Union officials are optimistic a settlement can be reached, but that they want to have a full range of options when they return to the negotiating table with federal mediators on Nov. 4, says Dave Kamper, field representative of UPI’s umbrella organization, the Illinois Federation of Teachers.

“We’re still operating on the presumption that we can reach an agreement in good faith. That’s been our goal all along,” he says. “We’re not using this as a way to circumvent the mediation process . . . . We’re just trying to make sure we have more arrows in our quiver when we sit down to talk.”

Cheryl Peck, UIS’s director of public relations, declined to comment because the letter hasn’t yet reached the university. But she says Wesley Weisenburn, UIS’s assistant vice-president for human resources, believed progress was made during the Oct. 21 federal mediation session.

“He thought it went very well and so did the mediator,” Peck says.

But UPI chapter president Normajean Niebur wasn’t happy with the first mediation session. “It was a travesty. We didn’t get anything,” she says. “We got an offer so ridiculous it made you want to cry.”

UPI represents about 150 employees, making it the largest union on campus. It includes the maintenance and clerical staff, kitchen workers, and audio-visual technicians — in general, the lowest paid personnel.

“We have people in the bargaining unit on food stamps, living in Section 8 housing,” Neibur says.

The union members have been working without a contract since Aug. 28, but their complaints date back to 1995, when the U. of I. system absorbed the school once known as Sangamon State University.

That’s when “step raises,” or automatic annual pay increases, vanished for most union members, UPI officials say. Last year, after federal mediation and their first-ever “intent to strike” letter, UPI members settled for a 2.8 percent raise. Other campus employees got only a 2.75 percent raise, but UPI was still dissatisfied with their deal.

For one thing, the other employees had been receiving 2.5 percent annual raises. For another, the other employees were getting more actual pay.

“If you’re making $160,000 a year, 2.75 percent is a lot of money. But when you’re barely making $30,000, 2.8 percent is not a lot,” Niebur says.

Furthermore, the raise was almost immediately swallowed up by a cost increase for health insurance.
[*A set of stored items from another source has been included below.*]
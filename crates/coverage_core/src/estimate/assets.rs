//! Typed asset declaration and exposure.

use super::amount::AssetAmount;
use super::gap::CurrentCoverage;

/// Asset values captured from one form submission.
///
/// Built once at the form boundary and never mutated afterwards.
#[derive(Debug, Clone, PartialEq)]
pub struct AssetInput {
    pub home_value: AssetAmount,
    pub vehicle_value: AssetAmount,
    pub savings_value: AssetAmount,
    /// Annual household income, counted as one year of exposure.
    pub income_value: AssetAmount,
    /// Carried through for the summary; not part of exposure.
    pub life_insurance: AssetAmount,
    pub current_coverage: CurrentCoverage,
}

impl AssetInput {
    /// Input with every amount zero and no declared coverage.
    pub fn empty() -> Self {
        Self {
            home_value: AssetAmount::ZERO,
            vehicle_value: AssetAmount::ZERO,
            savings_value: AssetAmount::ZERO,
            income_value: AssetAmount::ZERO,
            life_insurance: AssetAmount::ZERO,
            current_coverage: CurrentCoverage::Unspecified,
        }
    }
}

/// Total exposure: `home + vehicle + savings + income`.
///
/// No multiplier is applied to income. Each field is finite, but their sum
/// can still overflow; it saturates at `f64::MAX` so exposure stays finite.
pub fn compute_exposure(input: &AssetInput) -> f64 {
    let total = input.home_value.value()
        + input.vehicle_value.value()
        + input.savings_value.value()
        + input.income_value.value();
    if total.is_finite() { total } else { f64::MAX }
}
In fact, Kamper estimates that these lower-level employees have suffered a 10 percent net decrease in take-home pay over the past five years. “That’s after you figure in inflation and health insurance,” he says. Union employees also complain of increased fees for parking and gym use, plus the loss of discounts on cafeteria meals.
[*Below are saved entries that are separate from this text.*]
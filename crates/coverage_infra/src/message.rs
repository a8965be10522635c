//! Pre-filled summary message and its `mailto:` link.

use std::fmt;

use coverage_core::estimate::{SessionResult, format_reference};
use coverage_core::format::format_currency;
use url::Url;
use url::form_urlencoded::byte_serialize;

use crate::form::Contact;

/// Summary ready to hand to a mail client.
#[derive(Debug, Clone, PartialEq, Eq)]
pub struct ComposedMessage {
    pub recipient: String,
    pub subject: String,
    pub body: String,
}

#[derive(Debug, Clone, PartialEq, Eq)]
pub enum MessageError {
    /// No estimate has been run yet.
    NoResult,
    /// Recipient could not be turned into a mailto URL.
    InvalidRecipient { recipient: String, reason: String },
}

impl fmt::Display for MessageError {
    fn fmt(&self, f: &mut fmt::Formatter<'_>) -> fmt::Result {
        match self {
            Self::NoResult => write!(f, "no estimate to summarise; run an estimate first"),
            Self::InvalidRecipient { recipient, reason } => {
                write!(f, "cannot address message to {recipient:?}: {reason}")
            }
        }
    }
}

impl std::error::Error for MessageError {}

pub fn subject_line(contact: &Contact) -> String {
    format!("MyProtection Number Results - {}", contact.name)
}

/// Compose the summary for the most recent estimate.
pub fn compose_summary(
    result: Option<&SessionResult>,
    contact: &Contact,
    recipient: &str,
) -> Result<ComposedMessage, MessageError> {
    let result = result.ok_or(MessageError::NoResult)?;
    let input = &result.input;

    let body = format!(
        "MyProtection Number Results\n\
         \n\
         Name: {name}\n\
         Email: {email}\n\
         \n\
         ASSET INFORMATION:\n\
         - Home Value: {home}\n\
         - Vehicle Value: {vehicle}\n\
         - Savings & Investments: {savings}\n\
         - Annual Household Income: {income}\n\
         - Life Insurance: {life}\n\
         - Current Auto Coverage: {current}\n\
         \n\
         RESULTS:\n\
         - Total Protection Exposure: {exposure}\n\
         - Recommended Coverage: {tier}\n\
         - Gap Analysis: {gap}\n\
         - Reference: {reference}\n\
         \n\
         Next Steps: {next_steps}\n\
         \n\
         This analysis was generated by the MyProtection educational tool.\n\
         This is not a quote, offer, or guarantee of coverage.\n\
         \n\
         Best regards,\n\
         {name}\n",
        name = contact.name,
        email = contact.email,
        home = format_currency(input.home_value.value()),
        vehicle = format_currency(input.vehicle_value.value()),
        savings = format_currency(input.savings_value.value()),
        income = format_currency(input.income_value.value()),
        life = format_currency(input.life_insurance.value()),
        current = input.current_coverage.label(),
        exposure = format_currency(result.exposure),
        tier = result.recommendation.coverage_tier,
        gap = result.gap,
        reference = format_reference(result.reference),
        next_steps = result.recommendation.message,
    );

    Ok(ComposedMessage {
        recipient: recipient.to_string(),
        subject: subject_line(contact),
        body,
    })
}

impl ComposedMessage {
    /// `mailto:` URL with subject and body percent-encoded.
    pub fn mailto_url(&self) -> Result<Url, MessageError> {
        let mut url = Url::parse(&format!("mailto:{}", self.recipient)).map_err(|e| {
            MessageError::InvalidRecipient {
                recipient: self.recipient.clone(),
                reason: e.to_string(),
            }
        })?;
        let query = format!(
            "subject={}&body={}",
            encode_component(&self.subject),
            encode_component(&self.body)
        );
        url.set_query(Some(&query));
        Ok(url)
    }
}

/// Percent-encode a query component, spaces as `%20` rather than `+`
/// since mail clients do not decode `+`.
fn encode_component(value: &str) -> String {
    byte_serialize(value.as_bytes())
        .collect::<String>()
        .replace('+', "%20")
}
Meanwhile, these UIS employees are paid significantly less than their counterparts on campuses in Chicago and Urbana-Champaign. For example, a secretary III in Springfield has a pay range of $9.41 to $17.15 per hour, while the same job at UIUC earns $12.41 to $18.37, according to U. of I. Web sites.

These employees also say their workloads have increased. Secretaries in particular complain that Banner software, implemented at the beginning of the school year throughout the U. of I. system, has made routine computer tasks more difficult. The system performed so slowly during registration, U. of I. was forced to waive late-registration fees, according to a Sept. 22 story in the UIS Journal.
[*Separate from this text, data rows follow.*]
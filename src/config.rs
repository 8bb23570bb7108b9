use std::path::PathBuf;

/// Where finished curves go.
#[derive(Debug, Clone, Copy, PartialEq, Eq, Default)]
pub enum OutputMode {
    /// Write each curve under the output directory.
    #[default]
    Save,
    /// Print each curve to stdout.
    Display,
}

/// Settings for one invocation, threaded explicitly through every dataset run.
#[derive(Debug, Clone)]
pub struct RunConfig {
    pub data_dir: PathBuf,
    pub output_dir: PathBuf,
    pub output: OutputMode,
    pub verbose: bool,
    /// Fixed shuffle seed; `None` draws one from the OS.
    pub seed: Option<u64>,
    /// Dataset names to run; empty runs all of them.
    pub datasets: Vec<String>,
}

impl Default for RunConfig {
    fn default() -> Self {
        RunConfig {
            data_dir: PathBuf::from("."),
            output_dir: PathBuf::from("graphs"),
            output: OutputMode::Save,
            verbose: false,
            seed: None,
            datasets: Vec::new(),
        }
    }
}

impl RunConfig {
    pub fn should_run(&self, name: &str) -> bool {
        self.datasets.is_empty() || self.datasets.iter().any(|d| d == name)
    }
}

#[cfg(test)]
mod tests {
    use super::*;

    #[test]
    fn empty_selection_runs_everything() {
        let config = RunConfig::default();
        assert!(config.should_run("cmc"));
        assert!(config.should_run("income"));
    }

    #[test]
    fn selection_filters_datasets() {
        let config = RunConfig {
            datasets: vec!["mushroom".to_string()],
            ..Default::default()
        };
        assert!(config.should_run("mushroom"));
        assert!(!config.should_run("cmc"));
    }
}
The same article cited an e-mail to students from UIS Chancellor Richard Ringeisen, in which he admitted that Banner was performing at an unacceptable level.

Some clerical staff have sought medical help for “Banner syndrome,” which Niebur describes as “extreme stress, gastritis and depression” associated with using this unwieldy system.

One secretary, who requested anonymity citing a fear that she would lose her job, says her stress was relieved only when she accepted the system’s flaws. “Once you realize that it’s never going to do what you want it to do, all the anxiety is gone,” she says.

She has similarly bleak perspective about UPI’s chances at bargaining. “Our union people remind me of Cubs fans,” she says. “Wait till next year; it’s gonna get better. And it never does.”